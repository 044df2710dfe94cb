//! Spring physics animation
//!
//! RK4-integrated springs for damped, interruptible motion. Glass knobs use
//! them for the drag squeeze, where the target moves every frame.

/// Configuration for a spring animation
#[derive(Clone, Copy, Debug, PartialEq)]
pub struct SpringConfig {
    pub stiffness: f32,
    pub damping: f32,
    pub mass: f32,
}

impl SpringConfig {
    pub fn new(stiffness: f32, damping: f32, mass: f32) -> Self {
        Self {
            stiffness,
            damping,
            mass,
        }
    }

    /// A wobbly spring with overshoot (good for playful UI)
    pub fn wobbly() -> Self {
        Self {
            stiffness: 180.0,
            damping: 12.0,
            mass: 1.0,
        }
    }

    /// A stiff, snappy spring (good for buttons)
    pub fn stiff() -> Self {
        Self {
            stiffness: 400.0,
            damping: 30.0,
            mass: 1.0,
        }
    }

    /// Lightly underdamped: follows a moving target with a soft settle.
    /// Used for the knob squeeze.
    pub fn squeeze() -> Self {
        Self {
            stiffness: 520.0,
            damping: 34.0,
            mass: 1.0,
        }
    }

    /// Calculate critical damping for this spring's stiffness and mass
    pub fn critical_damping(&self) -> f32 {
        2.0 * (self.stiffness * self.mass).sqrt()
    }

    /// Check if the spring is underdamped (will oscillate)
    pub fn is_underdamped(&self) -> bool {
        self.damping < self.critical_damping()
    }
}

impl Default for SpringConfig {
    fn default() -> Self {
        Self::stiff()
    }
}

/// A spring-based animator
#[derive(Clone, Copy, Debug)]
pub struct Spring {
    config: SpringConfig,
    value: f32,
    velocity: f32,
    target: f32,
    /// Settling tolerance on the value; scale factors need a tight one
    epsilon: f32,
}

impl Spring {
    pub fn new(config: SpringConfig, initial: f32) -> Self {
        Self {
            config,
            value: initial,
            velocity: 0.0,
            target: initial,
            epsilon: 0.5,
        }
    }

    /// Use a custom settling tolerance (velocity tolerance scales with it)
    pub fn with_epsilon(mut self, epsilon: f32) -> Self {
        self.epsilon = epsilon.max(f32::EPSILON);
        self
    }

    pub fn value(&self) -> f32 {
        self.value
    }

    pub fn velocity(&self) -> f32 {
        self.velocity
    }

    pub fn target(&self) -> f32 {
        self.target
    }

    pub fn set_target(&mut self, target: f32) {
        self.target = target;
    }

    /// Jump to `value` with no motion
    pub fn snap_to(&mut self, value: f32) {
        self.value = value;
        self.target = value;
        self.velocity = 0.0;
    }

    /// Check if the spring has settled (within epsilon of target with minimal velocity)
    pub fn is_settled(&self) -> bool {
        (self.value - self.target).abs() < self.epsilon
            && self.velocity.abs() < self.epsilon * 10.0
    }

    /// Step the spring simulation using RK4 integration
    pub fn step(&mut self, dt: f32) {
        if self.is_settled() {
            self.value = self.target;
            self.velocity = 0.0;
            return;
        }

        let k1_v = self.acceleration(self.value, self.velocity);
        let k1_x = self.velocity;

        let k2_v = self.acceleration(
            self.value + k1_x * dt * 0.5,
            self.velocity + k1_v * dt * 0.5,
        );
        let k2_x = self.velocity + k1_v * dt * 0.5;

        let k3_v = self.acceleration(
            self.value + k2_x * dt * 0.5,
            self.velocity + k2_v * dt * 0.5,
        );
        let k3_x = self.velocity + k2_v * dt * 0.5;

        let k4_v = self.acceleration(self.value + k3_x * dt, self.velocity + k3_v * dt);
        let k4_x = self.velocity + k3_v * dt;

        self.velocity += (k1_v + 2.0 * k2_v + 2.0 * k3_v + k4_v) * dt / 6.0;
        self.value += (k1_x + 2.0 * k2_x + 2.0 * k3_x + k4_x) * dt / 6.0;
    }

    fn acceleration(&self, x: f32, v: f32) -> f32 {
        let spring_force = -self.config.stiffness * (x - self.target);
        let damping_force = -self.config.damping * v;
        (spring_force + damping_force) / self.config.mass
    }
}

━━━━

(What you will do) Copy every record exactly.

(Reply to the exercise)
repository 044df2710dfe94cb
//! Spring physics animation
//!
//! RK4-integrated springs for damped, interruptible motion. Glass knobs use
//! them for the drag squeeze, where the target moves every frame.

/// Configuration for a spring animation
#[derive(Clone, Copy, Debug, PartialEq)]
pub struct SpringConfig {
    pub stiffness: f32,
    pub damping: f32,
    pub mass: f32,
}

impl SpringConfig {
    pub fn new(stiffness: f32, damping: f32, mass: f32) -> Self {
        Self {
            stiffness,
            damping,
            mass,
        }
    }

    /// A wobbly spring with overshoot (good for playful UI)
    pub fn wobbly() -> Self {
        Self {
            stiffness: 180.0,
            damping: 12.0,
            mass: 1.0,
        }
    }

    /// A stiff, snappy spring (good for buttons)
    pub fn stiff() -> Self {
        Self {
            stiffness: 400.0,
            damping: 30.0,
            mass: 1.0,
        }
    }

    /// Lightly underdamped: follows a moving target with a soft settle.
    /// Used for the knob squeeze.
    pub fn squeeze() -> Self {
        Self {
            stiffness: 520.0,
            damping: 34.0,
            mass: 1.0,
        }
    }

    /// Calculate critical damping for this spring's stiffness and mass
    pub fn critical_damping(&self) -> f32 {
        2.0 * (self.stiffness * self.mass).sqrt()
    }

    /// Check if the spring is underdamped (will oscillate)
    pub fn is_underdamped(&self) -> bool {
        self.damping < self.critical_damping()
    }
}

impl Default for SpringConfig {
    fn default() -> Self {
        Self::stiff()
    }
}

/// A spring-based animator
#[derive(Clone, Copy, Debug)]
pub struct Spring {
    config: SpringConfig,
    value: f32,
    velocity: f32,
    target: f32,
    /// Settling tolerance on the value; scale factors need a tight one
    epsilon: f32,
}

impl Spring {
    pub fn new(config: SpringConfig, initial: f32) -> Self {
        Self {
            config,
            value: initial,
            velocity: 0.0,
            target: initial,
            epsilon: 0.5,
        }
    }

    /// Use a custom settling tolerance (velocity tolerance scales with it)
    pub fn with_epsilon(mut self, epsilon: f32) -> Self {
        self.epsilon = epsilon.max(f32::EPSILON);
        self
    }

    pub fn value(&self) -> f32 {
        self.value
    }

    pub fn velocity(&self) -> f32 {
        self.velocity
    }

    pub fn target(&self) -> f32 {
        self.target
    }

    pub fn set_target(&mut self, target: f32) {
        self.target = target;
    }

    /// Jump to `value` with no motion
    pub fn snap_to(&mut self, value: f32) {
        self.value = value;
        self.target = value;
        self.velocity = 0.0;
    }

    /// Check if the spring has settled (within epsilon of target with minimal velocity)
    pub fn is_settled(&self) -> bool {
        (self.value - self.target).abs() < self.epsilon
            && self.velocity.abs() < self.epsilon * 10.0
    }

    /// Step the spring simulation using RK4 integration
    pub fn step(&mut self, dt: f32) {
        if self.is_settled() {
            self.value = self.target;
            self.velocity = 0.0;
            return;
        }

        let k1_v = self.acceleration(self.value, self.velocity);
        let k1_x = self.velocity;

        let k2_v = self.acceleration(
            self.value + k1_x * dt * 0.5,
            self.velocity + k1_v * dt * 0.5,
        );
        let k2_x = self.velocity + k1_v * dt * 0.5;

        let k3_v = self.acceleration(
            self.value + k2_x * dt * 0.5,
            self.velocity + k2_v * dt * 0.5,
        );
        let k3_x = self.velocity + k2_v * dt * 0.5;

        let k4_v = self.acceleration(self.value + k3_x * dt, self.velocity + k3_v * dt);
        let k4_x = self.velocity + k3_v * dt;

        self.velocity += (k1_v + 2.0 * k2_v + 2.0 * k3_v + k4_v) * dt / 6.0;
        self.value += (k1_x + 2.0 * k2_x + 2.0 * k3_x + k4_x) * dt / 6.0;
    }

    fn acceleration(&self, x: f32, v: f32) -> f32 {
        let spring_force = -self.config.stiffness * (x - self.target);
        let damping_force = -self.config.damping * v;
        (spring_force + damping_force) / self.config.mass
    }
}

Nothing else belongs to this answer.